• ASSIGNED TASK: Return every line from the records below in which the word "ConsultationRepository" is found.
(SUPPLIED ENTRIES begins)
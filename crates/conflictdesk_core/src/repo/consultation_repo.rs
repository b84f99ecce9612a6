//! Consultation persistence.
//!
//! # Responsibility
//! - Insert new consultations and apply screening / review state updates.
//! - List consultations by requester, requester site and status.
//!
//! # Invariants
//! - Lists are always sorted by `fecha_consulta DESC, id ASC`.
//! - Status updates never touch the submitted client data.

use super::{
    opt_uuid_text, placeholders, read_enum, read_flag, read_uuid, RepoError, RepoResult,
    SqliteStore,
};
use crate::model::consultation::{Consultation, ConsultationStatus};
use crate::model::{ConsultationId, SiteId, UserId};
use rusqlite::types::Value;
use rusqlite::{params, params_from_iter, Row};

const CONSULTATION_SELECT_SQL: &str = "SELECT
    c.id,
    c.usuario_solicitante,
    c.nombre_potencial_cliente,
    c.ruc_potencial_cliente,
    c.tipo_servicio,
    c.fecha_consulta,
    c.estado_final,
    c.tiene_conflicto
FROM consultas c";

/// Filter and pagination options for consultation lists.
#[derive(Debug, Clone, Default, PartialEq, Eq)]
pub struct ConsultationListQuery {
    /// Only consultations submitted by this user.
    pub requester_id: Option<UserId>,
    /// Only consultations whose requester belongs to this site.
    pub requester_site_id: Option<SiteId>,
    /// Allowed statuses; empty means any.
    pub statuses: Vec<ConsultationStatus>,
    pub limit: Option<u32>,
    pub offset: u32,
}

impl ConsultationListQuery {
    pub fn by_requester(requester_id: UserId) -> Self {
        Self {
            requester_id: Some(requester_id),
            ..Self::default()
        }
    }
}

pub trait ConsultationRepository {
    fn create_consultation(&self, consultation: &Consultation) -> RepoResult<ConsultationId>;
    fn get_consultation(&self, id: ConsultationId) -> RepoResult<Option<Consultation>>;
    /// Sets status and conflict flag in one update.
    fn update_consultation_status(
        &self,
        id: ConsultationId,
        status: ConsultationStatus,
        has_conflict: Option<bool>,
    ) -> RepoResult<()>;
    fn list_consultations(&self, query: &ConsultationListQuery) -> RepoResult<Vec<Consultation>>;
}

impl ConsultationRepository for SqliteStore<'_> {
    fn create_consultation(&self, consultation: &Consultation) -> RepoResult<ConsultationId> {
        consultation.validate()?;
        self.conn.execute(
            "INSERT INTO consultas (
                id,
                usuario_solicitante,
                nombre_potencial_cliente,
                ruc_potencial_cliente,
                tipo_servicio,
                fecha_consulta,
                estado_final,
                tiene_conflicto
            ) VALUES (?1, ?2, ?3, ?4, ?5, ?6, ?7, ?8);",
            params![
                consultation.id.to_string(),
                consultation.requester_id.to_string(),
                consultation.client_name.as_str(),
                consultation.tax_id.as_str(),
                consultation.service_kind.as_deref(),
                consultation.requested_at,
                consultation.status.as_str(),
                consultation.has_conflict,
            ],
        )?;
        Ok(consultation.id)
    }

    fn get_consultation(&self, id: ConsultationId) -> RepoResult<Option<Consultation>> {
        let mut stmt = self
            .conn
            .prepare(&format!("{CONSULTATION_SELECT_SQL} WHERE c.id = ?1;"))?;
        let mut rows = stmt.query([id.to_string()])?;
        if let Some(row) = rows.next()? {
            return Ok(Some(parse_consultation_row(row)?));
        }
        Ok(None)
    }

    fn update_consultation_status(
        &self,
        id: ConsultationId,
        status: ConsultationStatus,
        has_conflict: Option<bool>,
    ) -> RepoResult<()> {
        let changed = self.conn.execute(
            "UPDATE consultas
             SET
                estado_final = ?2,
                tiene_conflicto = ?3,
                updated_at = (strftime('%s', 'now') * 1000)
             WHERE id = ?1;",
            params![id.to_string(), status.as_str(), has_conflict],
        )?;
        if changed == 0 {
            return Err(RepoError::NotFound {
                entity: "consultation",
                id,
            });
        }
        Ok(())
    }

    fn list_consultations(&self, query: &ConsultationListQuery) -> RepoResult<Vec<Consultation>> {
        let mut sql = String::from(CONSULTATION_SELECT_SQL);
        let mut bind_values: Vec<Value> = Vec::new();

        if query.requester_site_id.is_some() {
            sql.push_str(" INNER JOIN usuarios u ON u.id = c.usuario_solicitante");
        }
        sql.push_str(" WHERE 1 = 1");

        if let Some(requester_id) = opt_uuid_text(query.requester_id) {
            sql.push_str(" AND c.usuario_solicitante = ?");
            bind_values.push(Value::Text(requester_id));
        }
        if let Some(site_id) = opt_uuid_text(query.requester_site_id) {
            sql.push_str(" AND u.sede_id = ?");
            bind_values.push(Value::Text(site_id));
        }
        if !query.statuses.is_empty() {
            sql.push_str(&format!(
                " AND c.estado_final IN ({})",
                placeholders(query.statuses.len())
            ));
            bind_values.extend(
                query
                    .statuses
                    .iter()
                    .map(|status| Value::Text(status.as_str().to_string())),
            );
        }

        sql.push_str(" ORDER BY c.fecha_consulta DESC, c.id ASC");

        if let Some(limit) = query.limit {
            sql.push_str(" LIMIT ?");
            bind_values.push(Value::Integer(i64::from(limit)));
            if query.offset > 0 {
                sql.push_str(" OFFSET ?");
                bind_values.push(Value::Integer(i64::from(query.offset)));
            }
        } else if query.offset > 0 {
            sql.push_str(" LIMIT -1 OFFSET ?");
            bind_values.push(Value::Integer(i64::from(query.offset)));
        }

        let mut stmt = self.conn.prepare(&sql)?;
        let mut rows = stmt.query(params_from_iter(bind_values))?;
        let mut consultations = Vec::new();
        while let Some(row) = rows.next()? {
            consultations.push(parse_consultation_row(row)?);
        }
        Ok(consultations)
    }
}

fn parse_consultation_row(row: &Row<'_>) -> RepoResult<Consultation> {
    let consultation = Consultation {
        id: read_uuid(row, "id", "consultas")?,
        requester_id: read_uuid(row, "usuario_solicitante", "consultas")?,
        client_name: row.get("nombre_potencial_cliente")?,
        tax_id: row.get("ruc_potencial_cliente")?,
        service_kind: row.get("tipo_servicio")?,
        requested_at: row.get("fecha_consulta")?,
        status: read_enum(row, "estado_final", "consultas", ConsultationStatus::parse)?,
        has_conflict: read_flag(row, "tiene_conflicto", "consultas")?,
    };
    consultation.validate()?;
    Ok(consultation)
}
(SUPPLIED ENTRIES ends)
• EXERCISE SOLUTION:
pub trait ConsultationRepository {
impl ConsultationRepository for SqliteStore<'_> {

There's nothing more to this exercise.